# Nice account from 2011 PBP



## kg1 (Apr 17, 2002)

All:

I thought you might enjoy reading this account of someone's experience at the 2011 PBP. I certainly did.

William Watts

Thanks.

kg1


----------



## pdh777 (Oct 7, 2005)

Great Read, very well written. Thoroughly enjoyed it.


----------



## WaynefromOrlando (Mar 3, 2010)

The postscript put the nail in the coffin for me, I'll be riding in this event within the next 5 years barring my getting killed before then!


----------



## robwh9 (Sep 2, 2004)

Lois Springsteen or someone is collecting PBP ride stories by RUSA members to be published this spring.

This is my submission.

Uphill Both Ways, and a UFO

Sometimes I hallucinate a bit after riding 500 K or so without sleep: the road looks more uphill than it really is. Downhill looks flat, flat looks uphill, and uphill looks very uphill. It's purely visual. The road looks uphill, it doesn't feel uphill, due to fatigue, for example. And I know it's not uphill because I'm not in a low gear, and sometimes I'm even coasting. 
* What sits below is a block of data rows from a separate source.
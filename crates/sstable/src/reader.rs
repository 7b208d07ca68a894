use byteorder::{BigEndian, ReadBytesExt};
use std::fs::File;
use std::io::{BufReader, Read, Seek, SeekFrom};
use std::path::{Path, PathBuf};
use std::sync::Mutex;

use record::{codec, Record};

use crate::format::{self, RunMeta};
use crate::RunError;

/// Reads a run file for point lookups and forward iteration.
///
/// [`open`](RunReader::open) parses the trailer once and loads the entire
/// index into memory as an ascending `(key, offset)` vector. A persistent
/// file handle is kept for point lookups, wrapped in a `Mutex` so `get`
/// works through a shared `&self`; iterators open their own handle so a
/// long scan never starves point reads.
pub struct RunReader {
    path: PathBuf,
    meta: RunMeta,
    index: Vec<(String, u64)>,
    /// Length of the data section (== index offset).
    data_len: u64,
    file: Mutex<BufReader<File>>,
}

impl RunReader {
    /// Opens a run file, reading its trailer and index.
    pub fn open<P: AsRef<Path>>(path: P) -> Result<Self, RunError> {
        let path = path.as_ref().to_path_buf();
        let mut file = File::open(&path)?;
        let file_size = file.metadata()?.len();

        let trailer = format::read_trailer(&mut file)?;
        let meta = format::meta_for(&path, &trailer.footer, file_size);

        file.seek(SeekFrom::Start(trailer.index_offset))?;
        let mut index = Vec::with_capacity(meta.entry_count as usize);
        let mut reader = BufReader::new(file);
        let mut pos = trailer.index_offset;
        while pos < trailer.index_end {
            let key_len = u64::from(reader.read_u32::<BigEndian>()?);
            if pos + 4 + key_len + 8 > trailer.index_end {
                return Err(RunError::Corrupt("index entry overruns section".into()));
            }
            let mut key = vec![0u8; key_len as usize];
            reader.read_exact(&mut key)?;
            let key = String::from_utf8(key)
                .map_err(|_| RunError::Corrupt("index key is not utf-8".into()))?;
            let offset = reader.read_i64::<BigEndian>()?;
            if offset < 0 || offset as u64 >= trailer.index_offset {
                return Err(RunError::Corrupt(format!("bad index entry offset {offset}")));
            }
            index.push((key, offset as u64));
            pos += 4 + key_len + 8;
        }

        reader.seek(SeekFrom::Start(0))?;
        Ok(Self {
            path,
            meta,
            index,
            data_len: trailer.index_offset,
            file: Mutex::new(reader),
        })
    }

    #[must_use]
    pub fn meta(&self) -> &RunMeta {
        &self.meta
    }

    #[must_use]
    pub fn len(&self) -> usize {
        self.index.len()
    }

    #[must_use]
    pub fn is_empty(&self) -> bool {
        self.index.is_empty()
    }

    /// Point lookup for `key`.
    ///
    /// Binary-searches the index for the greatest entry whose key is `<=`
    /// the target, then decodes forward from that offset until the target
    /// is produced, overshot, or the data section ends. Because the writer
    /// indexes every record the search normally lands exactly on the
    /// target; the forward scan also tolerates sparser indexes.
    ///
    /// Returns the stored record tombstone-or-not; `Ok(None)` when the key
    /// is absent.
    pub fn get(&self, key: &str) -> Result<Option<Record>, RunError> {
        if !self.meta.contains_key(key) {
            return Ok(None);
        }

        let slot = self.index.partition_point(|(k, _)| k.as_str() <= key);
        if slot == 0 {
            return Ok(None);
        }
        let start = self.index[slot - 1].1;

        let mut file = self.file.lock().unwrap_or_else(|e| e.into_inner());
        file.seek(SeekFrom::Start(start))?;
        let mut pos = start;
        while pos < self.data_len {
            let rec = codec::decode(&mut *file)?;
            pos += codec::encoded_len(&rec);
            if rec.key() == key {
                return Ok(Some(rec));
            }
            if rec.key() > key {
                break;
            }
        }
        Ok(None)
    }

    /// Forward iterator over the data section.
    ///
    /// Records with key `< from` are dropped; iteration stops at the first
    /// key `>= to`. The iterator holds its own file handle, released on
    /// drop.
    pub fn iter(&self, from: Option<&str>, to: Option<&str>) -> Result<RunIter, RunError> {
        let file = File::open(&self.path)?;
        let mut reader = BufReader::new(file);
        reader.seek(SeekFrom::Start(0))?;
        Ok(RunIter {
            file: reader,
            pos: 0,
            data_len: self.data_len,
            from: from.map(str::to_string),
            to: to.map(str::to_string),
        })
    }
}

impl std::fmt::Debug for RunReader {
    fn fmt(&self, f: &mut std::fmt::Formatter<'_>) -> std::fmt::Result {
        f.debug_struct("RunReader")
            .field("path", &self.path)
            .field("entries", &self.index.len())
            .finish()
    }
}

/// Forward scan over one run's data section.
pub struct RunIter {
    file: BufReader<File>,
    pos: u64,
    data_len: u64,
    from: Option<String>,
    to: Option<String>,
}

impl RunIter {
    /// Next record in key order, or `Ok(None)` when the scan is done.
    pub fn next_record(&mut self) -> Result<Option<Record>, RunError> {
        while self.pos < self.data_len {
            let rec = codec::decode(&mut self.file)?;
            self.pos += codec::encoded_len(&rec);

            if let Some(from) = &self.from {
                if rec.key() < from.as_str() {
                    continue;
                }
                self.from = None;
            }
            if let Some(to) = &self.to {
                if rec.key() >= to.as_str() {
                    self.pos = self.data_len;
                    return Ok(None);
                }
            }
            return Ok(Some(rec));
        }
        Ok(None)
    }
}
use std::sync::Arc;

use criterion::{criterion_group, criterion_main, BatchSize, Criterion};
use memtable::Memtable;
use record::Clock;
use sstable::{RunReader, RunWriter};
use tempfile::tempdir;

const N_KEYS: usize = 10_000;
const VALUE_SIZE: usize = 100;

fn build_memtable() -> Memtable {
    let mut mem = Memtable::new(Arc::new(Clock::new()));
    for i in 0..N_KEYS {
        mem.put(format!("key{i:06}"), "x".repeat(VALUE_SIZE));
    }
    mem
}

fn write_run(path: &std::path::Path, mem: &Memtable) {
    let mut writer = RunWriter::create(path).unwrap();
    for record in mem.snapshot().iter() {
        writer.write(record).unwrap();
    }
    writer.finish().unwrap();
}

fn run_write_benchmark(c: &mut Criterion) {
    c.bench_function("run_write_from_memtable_10k", |b| {
        b.iter_batched(
            || {
                let dir = tempdir().unwrap();
                let path = dir.path().join("run_000001.dat");
                let mem = build_memtable();
                (dir, path, mem)
            },
            |(_dir, path, mem)| {
                write_run(&path, &mem);
            },
            BatchSize::SmallInput,
        );
    });
}

fn run_get_hit_benchmark(c: &mut Criterion) {
    c.bench_function("run_get_hit_10k", |b| {
        b.iter_batched(
            || {
                let dir = tempdir().unwrap();
                let path = dir.path().join("run_000001.dat");
                write_run(&path, &build_memtable());
                let reader = RunReader::open(&path).unwrap();
                (dir, reader)
            },
            |(_dir, reader)| {
                for i in 0..N_KEYS {
                    let key = format!("key{i:06}");
                    let record = reader.get(&key).unwrap();
                    assert!(record.is_some());
                }
            },
            BatchSize::LargeInput,
        );
    });
}

fn run_get_miss_benchmark(c: &mut Criterion) {
    c.bench_function("run_get_miss_10k", |b| {
        b.iter_batched(
            || {
                let dir = tempdir().unwrap();
                let path = dir.path().join("run_000001.dat");
                write_run(&path, &build_memtable());
                let reader = RunReader::open(&path).unwrap();
                (dir, reader)
            },
            |(_dir, reader)| {
                for i in 0..N_KEYS {
                    // keys sort inside [min, max] but never match
                    let key = format!("key{i:06}x");
                    let record = reader.get(&key).unwrap();
                    assert!(record.is_none());
                }
            },
            BatchSize::LargeInput,
        );
    });
}

criterion_group!(
    benches,
    run_write_benchmark,
    run_get_hit_benchmark,
    run_get_miss_benchmark
);
criterion_main!(benches);
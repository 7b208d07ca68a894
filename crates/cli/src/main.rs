//! # CLI - SiltKV interactive shell
//!
//! A REPL over the storage engine. Reads commands from stdin, executes
//! them against the engine, and prints results to stdout. Works both
//! interactively and scripted (pipe commands via stdin).
//!
//! ## Commands
//!
//! ```text
//! SET key value      Insert or update a key-value pair
//! GET key            Look up a key (prints value or "(nil)")
//! DEL key            Delete a key (writes a tombstone)
//! FLUSH              Force the memtable out to a run file
//! COMPACT            Run one compaction pass now
//! STATS              Print engine counters
//! HELP               Print the command summary
//! EXIT / QUIT        Shut down gracefully
//! ```
//!
//! ## Configuration
//!
//! All settings come from environment variables:
//!
//! ```text
//! SILT_DATA_DIR          Data directory                  (default: "data")
//! SILT_FLUSH_THRESHOLD   Flush threshold in entries      (default: 8000)
//! SILT_COMPACT_EVERY_MS  Compaction tick period          (default: 60000)
//! SILT_WAL               Enable the write-ahead log      (default: "true")
//! SILT_WAL_SYNC_MS       Max ms between WAL fsyncs       (default: 1000)
//! ```
//!
//! Set `RUST_LOG=info` to watch flushes and compactions happen.

use std::io::{self, BufRead, Write};

use anyhow::Result;
use engine::{Engine, EngineConfig};
use tracing_subscriber::EnvFilter;

const COMMAND_SUMMARY: &str =
    "Commands: SET key value | GET key | DEL key | FLUSH | COMPACT | STATS | HELP | EXIT";

/// Reads a configuration value from the environment, falling back to
/// `default`.
fn env_or(key: &str, default: &str) -> String {
    std::env::var(key).unwrap_or_else(|_| default.to_string())
}

fn main() -> Result<()> {
    tracing_subscriber::fmt()
        .with_env_filter(EnvFilter::from_default_env())
        .with_writer(io::stderr)
        .init();

    let data_dir = env_or("SILT_DATA_DIR", "data");
    let flush_threshold: usize = env_or("SILT_FLUSH_THRESHOLD", "8000")
        .parse()
        .unwrap_or(8000);
    let compaction_interval_ms: u64 = env_or("SILT_COMPACT_EVERY_MS", "60000")
        .parse()
        .unwrap_or(60_000);
    let enable_wal: bool = env_or("SILT_WAL", "true").parse().unwrap_or(true);
    let wal_sync_interval_ms: u64 = env_or("SILT_WAL_SYNC_MS", "1000").parse().unwrap_or(1_000);

    let config = EngineConfig {
        flush_threshold,
        compaction_interval_ms,
        enable_wal,
        wal_sync_interval_ms,
        ..EngineConfig::default()
    };
    let engine = Engine::open(&data_dir, config)?;

    println!(
        "SiltKV started (dir={}, flush_threshold={}, wal={})",
        data_dir, flush_threshold, enable_wal
    );
    println!("{COMMAND_SUMMARY}");
    print!("> ");
    io::stdout().flush().ok();

    let stdin = io::stdin();
    for line in stdin.lock().lines() {
        let line = line?;
        let mut parts = line.split_whitespace();
        if let Some(cmd) = parts.next() {
            match cmd.to_uppercase().as_str() {
                "SET" => {
                    if let Some(key) = parts.next() {
                        let value: String = parts.collect::<Vec<&str>>().join(" ");
                        if value.is_empty() {
                            println!("ERR usage: SET key value");
                        } else {
                            match engine.set(key, &value) {
                                Ok(()) => println!("OK"),
                                Err(e) => println!("ERR set failed: {e}"),
                            }
                        }
                    } else {
                        println!("ERR usage: SET key value");
                    }
                }
                "GET" => {
                    if let Some(key) = parts.next() {
                        match engine.get(key) {
                            Ok(Some(value)) => println!("{value}"),
                            Ok(None) => println!("(nil)"),
                            Err(e) => println!("ERR read failed: {e}"),
                        }
                    } else {
                        println!("ERR usage: GET key");
                    }
                }
                "DEL" => {
                    if let Some(key) = parts.next() {
                        match engine.delete(key) {
                            Ok(()) => println!("OK"),
                            Err(e) => println!("ERR del failed: {e}"),
                        }
                    } else {
                        println!("ERR usage: DEL key");
                    }
                }
                "FLUSH" => match engine.flush() {
                    Ok(()) => println!("OK (runs={})", engine.run_count()),
                    Err(e) => println!("ERR flush failed: {e}"),
                },
                "COMPACT" => match engine.compact() {
                    Ok(ran) => {
                        if ran {
                            println!("OK (runs={})", engine.run_count());
                        } else {
                            println!("SKIPPED (busy or nothing to merge)");
                        }
                    }
                    Err(e) => println!("ERR compact failed: {e}"),
                },
                "STATS" => {
                    let stats = engine.stats();
                    println!(
                        "memtable_entries={} runs={} run_bytes={} reads={} writes={}",
                        stats.memtable_entries,
                        stats.run_count,
                        stats.run_bytes,
                        stats.total_reads,
                        stats.total_writes
                    );
                }
                "HELP" => {
                    println!("{COMMAND_SUMMARY}");
                }
                "EXIT" | "QUIT" => {
                    break;
                }
                other => {
                    println!("unknown command: {other}");
                }
            }
        }

        print!("> ");
        io::stdout().flush().ok();
    }

    engine.close()?;
    println!("bye");
    Ok(())
}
Late on the last night I was riding by myself between Villaines and Mortagne when I noticed a round circle of light next to me. I thought a rider was overtaking me, but a few seconds later it disappeared. Curious, I looked over my shoulder and didn't see anyone, so I stopped, turned around, and searched all over with my light. No one was there.


----------